Autoimmune dermatitis is skin irritation associated with immune dysfunction. In people with this condition, the skin develops rashes, blisters, papules, patches of dryness, and other issues because the immune system mistakenly identifies something in the skin as harmful and starts attacking it. There are several different forms, and patients with this condition usually need to be carefully evaluated to find out why their skin is reacting and develop an appropriate treatment plan for managing the skin irritation. Usually, an immune specialist is involved in diagnosis and treatment.
This condition can onset at any age and may be associated with disease and life events, or not, depending on the patient. People with autoimmune conditions sometimes develop dermatitis in association with their underlying conditions. Autoimmune dermatitis can be a sign that a condition is growing worse or not responding to treatment. It can start anywhere on the body and may spread over time. Patients often complain of itching and pain around the site of an outbreak. The inflammation can make the skin feel hot and dry as well.
In other cases, autoimmune dermatitis shows up independently, with no previous history of autoimmune problems. People may develop it in response to allergies, with the body reacting to allergens found in and around the skin, or on its own. Additionally, some women experience a rare version known as autoimmune progesterone dermatitis, where skin flareups occur at various phases of the menstrual cycle in response to changing hormone levels in the body.
Immunosuppressive and anti-inflammatory drugs can be taken to treat autoimmune dermatitis. During an outbreak, soothing creams can be applied to keep the skin hydrated and as healthy as possible. Medications can help reduce the intensity of outbreaks, as well as making them less common. Taking these drugs in the long term may expose people to other risks like slowed healing time and an increased risk of infection because the body cannot respond as rapidly to harmful organisms.

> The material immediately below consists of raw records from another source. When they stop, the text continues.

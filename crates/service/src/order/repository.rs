use async_trait::async_trait;
use sea_orm::{ActiveModelTrait, DatabaseConnection, DbErr, EntityTrait, QueryOrder};

use models::order::{self, Order, OrderPatch};

use super::{CREATE_CONFLICT, UPDATE_CONFLICT};
use crate::db::{map_db_err, map_write_err};
use crate::errors::ServiceError;

/// Persistence for orders keyed by `order_code`.
///
/// Implementations enforce uniqueness of `order_code` and `customer_id` and
/// report violations as `ServiceError::Conflict`.
#[async_trait]
pub trait OrderRepository: Send + Sync {
    async fn insert(&self, order: Order) -> Result<Order, ServiceError>;
    async fn find(&self, order_code: &str) -> Result<Option<Order>, ServiceError>;
    async fn list(&self) -> Result<Vec<Order>, ServiceError>;
    /// Apply the supplied fields; `NotFound` if the code is absent.
    async fn update(&self, order_code: &str, patch: &OrderPatch) -> Result<Order, ServiceError>;
    /// Returns whether a row was removed.
    async fn delete(&self, order_code: &str) -> Result<bool, ServiceError>;
}

/// SeaORM-backed repository implementation.
pub struct SeaOrmOrderRepository {
    pub db: DatabaseConnection,
}

#[async_trait]
impl OrderRepository for SeaOrmOrderRepository {
    async fn insert(&self, order: Order) -> Result<Order, ServiceError> {
        order
            .into_insert_model()
            .insert(&self.db)
            .await
            .map_err(|e| map_write_err(e, CREATE_CONFLICT))
    }

    async fn find(&self, order_code: &str) -> Result<Option<Order>, ServiceError> {
        order::Entity::find_by_id(order_code.to_string())
            .one(&self.db)
            .await
            .map_err(map_db_err)
    }

    async fn list(&self) -> Result<Vec<Order>, ServiceError> {
        order::Entity::find()
            .order_by_asc(order::Column::OrderCode)
            .all(&self.db)
            .await
            .map_err(map_db_err)
    }

    async fn update(&self, order_code: &str, patch: &OrderPatch) -> Result<Order, ServiceError> {
        let Some(existing) = self.find(order_code).await? else {
            return Err(ServiceError::not_found("Order"));
        };
        let mut am: order::ActiveModel = existing.into();
        patch.apply_active(&mut am);
        am.update(&self.db).await.map_err(|e| match e {
            DbErr::RecordNotUpdated => ServiceError::not_found("Order"),
            e => map_write_err(e, UPDATE_CONFLICT),
        })
    }

    async fn delete(&self, order_code: &str) -> Result<bool, ServiceError> {
        let res = order::Entity::delete_by_id(order_code.to_string())
            .exec(&self.db)
            .await
            .map_err(map_db_err)?;
        Ok(res.rows_affected > 0)
    }
}

/// In-memory repository for tests and embedding without a database file.
pub mod mock {
    use super::*;
    use crate::storage::memory_table::MemoryTable;

    #[derive(Default)]
    pub struct MemoryOrderRepository {
        orders: MemoryTable<String, Order>,
    }

    #[async_trait]
    impl OrderRepository for MemoryOrderRepository {
        async fn insert(&self, order: Order) -> Result<Order, ServiceError> {
            self.orders.update_map(|m| {
                let taken = m.contains_key(&order.order_code)
                    || m.values().any(|o| o.customer_id == order.customer_id);
                if taken {
                    return Err(ServiceError::Conflict(CREATE_CONFLICT.into()));
                }
                m.insert(order.order_code.clone(), order.clone());
                Ok(order)
            })
        }

        async fn find(&self, order_code: &str) -> Result<Option<Order>, ServiceError> {
            Ok(self.orders.get(&order_code.to_string()))
        }

        async fn list(&self) -> Result<Vec<Order>, ServiceError> {
            Ok(self.orders.list())
        }

        async fn update(&self, order_code: &str, patch: &OrderPatch) -> Result<Order, ServiceError> {
            self.orders.update_map(|m| {
                let mut next = m.get(order_code).cloned().ok_or_else(|| ServiceError::not_found("Order"))?;
                patch.apply(&mut next);
                if m.values().any(|o| o.order_code != order_code && o.customer_id == next.customer_id) {
                    return Err(ServiceError::Conflict(UPDATE_CONFLICT.into()));
                }
                m.insert(order_code.to_string(), next.clone());
                Ok(next)
            })
        }

        async fn delete(&self, order_code: &str) -> Result<bool, ServiceError> {
            Ok(self.orders.remove(&order_code.to_string()))
        }
    }
}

Untreated autoimmune dermatitis can cause severe problems for the patient. Over time, the skin may undergo permanent changes, thickening and roughening in response to the sustained inflammation. In addition, it can crack and peel, creating an open sore. This sore may allow infectious organisms to enter the body and can cause an infection. Areas of outbreaks need to be kept clean and dry, and it is important to address outbreaks of dermatitis when they occur, to prevent complications associated with untreated skin irritation.